Records for this task
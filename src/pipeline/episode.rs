//! Simulated game loop for a single episode
//!
//! The agent only decides moves; the loop here plays the part of the game
//! host. It tracks the resource the agent spends walking the maze, stops on
//! the goal or when the resource runs out, and always closes the agent's
//! episode before returning.

use serde::{Deserialize, Serialize};

use crate::{
    Error, Result,
    maze::MazeGrid,
    q_learning::{EpisodeSummary, MazeAgent},
    types::{Action, Material, Position},
};

/// Resource accounting for the simulated game
#[derive(Debug, Clone, Copy, PartialEq, Serialize, Deserialize)]
#[serde(default)]
pub struct GameConfig {
    /// Resource at the start of each episode
    pub initial_resource: f64,
    /// Cost of every accepted move
    pub step_cost: f64,
    /// Extra cost for entering a soft obstacle
    pub soft_obstacle_cost: f64,
    /// Hard cap on accepted moves per episode
    pub max_steps: usize,
}

impl GameConfig {
    pub fn validate(&self) -> Result<()> {
        if self.initial_resource.is_nan() || self.initial_resource <= 0.0 {
            return Err(Error::InvalidConfiguration {
                message: format!(
                    "initial_resource must be positive, got {}",
                    self.initial_resource
                ),
            });
        }
        if !(self.step_cost >= 0.0 && self.soft_obstacle_cost >= 0.0) {
            return Err(Error::InvalidConfiguration {
                message: "move costs must not be negative".to_string(),
            });
        }
        if self.max_steps == 0 {
            return Err(Error::InvalidConfiguration {
                message: "max_steps must be at least 1".to_string(),
            });
        }
        Ok(())
    }
}

impl Default for GameConfig {
    fn default() -> Self {
        Self {
            initial_resource: 1000.0,
            step_cost: 1.0,
            soft_obstacle_cost: 2.0,
            max_steps: 10_000,
        }
    }
}

/// How an episode ended
#[derive(Debug, Clone, Copy, PartialEq, Eq, Hash, Serialize, Deserialize)]
#[serde(rename_all = "snake_case")]
pub enum EpisodeOutcome {
    ReachedGoal,
    ResourceExhausted,
    /// The agent found no accepted move from its position
    Stuck,
}

/// One accepted move
#[derive(Debug, Clone, Serialize, Deserialize)]
pub struct StepObservation {
    /// Episode number
    pub episode: usize,
    /// Step number within the episode
    pub step: usize,
    /// State the move was chosen in, as a 13-bit string
    pub state: String,
    /// Move taken
    pub action: Action,
    pub from: Position,
    pub to: Position,
    /// Material of the cell entered
    pub material: Material,
    /// Resource left after the move
    pub resource: f64,
}

/// Where an episode is played
#[derive(Debug, Clone, Copy, PartialEq, Eq, Serialize, Deserialize)]
pub struct EpisodeSetup {
    /// Episode number
    pub episode: usize,
    /// Maze dimension
    pub dimension: usize,
    pub start: Position,
    pub goal: Position,
}

/// Result of running one episode
#[derive(Debug, Clone, Copy, PartialEq, Serialize, Deserialize)]
pub struct EpisodeRun {
    pub outcome: EpisodeOutcome,
    pub summary: EpisodeSummary,
}

/// Complete record of a finished episode
#[derive(Debug, Clone, Copy, PartialEq, Serialize, Deserialize)]
pub struct EpisodeReport {
    pub episode: usize,
    pub dimension: usize,
    pub start: Position,
    pub goal: Position,
    pub outcome: EpisodeOutcome,
    /// Accepted moves
    pub steps: usize,
    pub final_resource: f64,
    /// Agent's training round after this episode
    pub training_round: u64,
}

impl EpisodeReport {
    pub fn new(setup: &EpisodeSetup, run: &EpisodeRun) -> Self {
        Self {
            episode: setup.episode,
            dimension: setup.dimension,
            start: setup.start,
            goal: setup.goal,
            outcome: run.outcome,
            steps: run.summary.steps,
            final_resource: run.summary.final_resource,
            training_round: run.summary.training_round,
        }
    }

    pub fn reached_goal(&self) -> bool {
        self.outcome == EpisodeOutcome::ReachedGoal
    }
}

/// Play one episode of `maze` as described by `setup`.
///
/// `on_step` sees every accepted move. The agent's episode is ended even if
/// the callback or the agent fails. Only training episodes count a round.
///
/// # Errors
///
/// Propagates agent errors other than [`Error::ExhaustedRetries`], which ends
/// the episode as [`EpisodeOutcome::Stuck`], and any error from `on_step`.
pub fn run_episode<M, F>(
    agent: &mut MazeAgent,
    maze: &M,
    setup: &EpisodeSetup,
    config: &GameConfig,
    training: bool,
    mut on_step: F,
) -> Result<EpisodeRun>
where
    M: MazeGrid + ?Sized,
    F: FnMut(&StepObservation) -> Result<()>,
{
    agent.init_episode(maze, setup.start, setup.goal)?;

    let mut resource = config.initial_resource;
    let played = play(
        agent,
        config,
        training,
        setup.episode,
        &mut resource,
        &mut on_step,
    );
    let summary = if training {
        agent.end_episode(resource)
    } else {
        agent.close_episode(resource)
    };

    Ok(EpisodeRun {
        outcome: played?,
        summary,
    })
}

fn play<F>(
    agent: &mut MazeAgent,
    config: &GameConfig,
    training: bool,
    episode_num: usize,
    resource: &mut f64,
    on_step: &mut F,
) -> Result<EpisodeOutcome>
where
    F: FnMut(&StepObservation) -> Result<()>,
{
    let mut step = 0;
    loop {
        let episode = agent.episode().ok_or(Error::NoActiveEpisode)?;
        if episode.reached_goal() {
            return Ok(EpisodeOutcome::ReachedGoal);
        }
        if *resource <= 0.0 || step >= config.max_steps {
            return Ok(EpisodeOutcome::ResourceExhausted);
        }

        let from = episode.position();
        let state = episode.state();

        let action = match agent.step(training) {
            Ok(action) => action,
            Err(Error::ExhaustedRetries { .. }) => return Ok(EpisodeOutcome::Stuck),
            Err(err) => return Err(err),
        };

        let episode = agent.episode().ok_or(Error::NoActiveEpisode)?;
        let to = episode.position();
        let material = episode.maze().material_at(to);

        *resource -= config.step_cost;
        if material == Material::SoftObstacle {
            *resource -= config.soft_obstacle_cost;
        }

        on_step(&StepObservation {
            episode: episode_num,
            step,
            state: state.to_string(),
            action,
            from,
            to,
            material,
            resource: *resource,
        })?;
        step += 1;
    }
}

#[cfg(test)]
mod tests {
    use super::*;
    use crate::{maze::Maze, q_learning::QTable};

    fn setup(sx: i32, sy: i32, gx: i32, gy: i32) -> EpisodeSetup {
        EpisodeSetup {
            episode: 0,
            dimension: 0,
            start: Position::new(sx, sy),
            goal: Position::new(gx, gy),
        }
    }

    fn greedy_agent() -> MazeAgent {
        MazeAgent::default()
            .with_seed(5)
            .with_q_table(QTable::filled(0.9, 0.8, 0.0))
    }

    #[test]
    fn test_reaches_adjacent_goal() {
        let mut agent = greedy_agent();
        let maze = Maze::walled(5);
        let mut seen = Vec::new();

        let run = run_episode(
            &mut agent,
            &maze,
            &setup(1, 1, 1, 2),
            &GameConfig::default(),
            false,
            |step| {
                seen.push(step.clone());
                Ok(())
            },
        )
        .unwrap();

        assert_eq!(run.outcome, EpisodeOutcome::ReachedGoal);
        assert_eq!(run.summary.steps, 1);
        assert_eq!(run.summary.final_resource, 999.0);
        assert_eq!(seen.len(), 1);
        assert_eq!(seen[0].action, Action::Up);
        // Evaluation play does not count a training round
        assert_eq!(run.summary.training_round, 0);
        assert_eq!(agent.training_round(), 0);
        assert!(agent.episode().is_none());
    }

    #[test]
    fn test_soft_obstacle_costs_extra() {
        let mut maze = Maze::walled(5);
        maze.set(Position::new(1, 2), Material::SoftObstacle);
        let mut agent = greedy_agent();

        let run = run_episode(
            &mut agent,
            &maze,
            &setup(1, 1, 1, 2),
            &GameConfig::default(),
            false,
            |_| Ok(()),
        )
        .unwrap();

        assert_eq!(run.summary.final_resource, 997.0);
    }

    #[test]
    fn test_resource_runs_out() {
        let mut agent = greedy_agent();
        let maze = Maze::walled(7);
        let config = GameConfig {
            initial_resource: 3.0,
            ..GameConfig::default()
        };

        let run = run_episode(
            &mut agent,
            &maze,
            &setup(1, 1, 5, 5),
            &config,
            true,
            |_| Ok(()),
        )
        .unwrap();

        assert!(matches!(
            run.outcome,
            EpisodeOutcome::ResourceExhausted | EpisodeOutcome::ReachedGoal
        ));
        assert!(run.summary.steps <= 3);
        assert_eq!(agent.training_round(), 1);
    }

    #[test]
    fn test_boxed_in_start_is_stuck() {
        let mut maze = Maze::walled(5);
        for (x, y) in [(1, 2), (3, 2), (2, 1), (2, 3)] {
            maze.set(Position::new(x, y), Material::Wall);
        }
        let mut agent = greedy_agent();

        let run = run_episode(
            &mut agent,
            &maze,
            &setup(2, 2, 3, 3),
            &GameConfig::default(),
            false,
            |_| Ok(()),
        )
        .unwrap();

        assert_eq!(run.outcome, EpisodeOutcome::Stuck);
        assert_eq!(run.summary.steps, 0);
        assert!(agent.episode().is_none());
    }

    #[test]
    fn test_callback_error_still_ends_episode() {
        let mut agent = greedy_agent();
        let maze = Maze::walled(5);

        let result = run_episode(
            &mut agent,
            &maze,
            &setup(1, 1, 3, 3),
            &GameConfig::default(),
            false,
            |_| {
                Err(Error::InvalidConfiguration {
                    message: "stop".to_string(),
                })
            },
        );

        assert!(result.is_err());
        assert!(agent.episode().is_none());
        assert_eq!(agent.training_round(), 0);
    }

    #[test]
    fn test_validate_rejects_bad_config() {
        assert!(GameConfig::default().validate().is_ok());
        let config = GameConfig {
            initial_resource: 0.0,
            ..GameConfig::default()
        };
        assert!(config.validate().is_err());
        let config = GameConfig {
            max_steps: 0,
            ..GameConfig::default()
        };
        assert!(config.validate().is_err());
    }

    #[test]
    fn test_validate_rejects_nan_costs() {
        let config = GameConfig {
            step_cost: f64::NAN,
            ..GameConfig::default()
        };
        assert!(config.validate().is_err());
        let config = GameConfig {
            soft_obstacle_cost: f64::NAN,
            ..GameConfig::default()
        };
        assert!(config.validate().is_err());
        let config = GameConfig {
            step_cost: -1.0,
            ..GameConfig::default()
        };
        assert!(config.validate().is_err());
    }
}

The task
Filter the material for the word "MazeAgent" and copy each matching line.

Response below
    q_learning::{EpisodeSummary, MazeAgent},
    agent: &mut MazeAgent,
    agent: &mut MazeAgent,
    fn greedy_agent() -> MazeAgent {
        MazeAgent::default()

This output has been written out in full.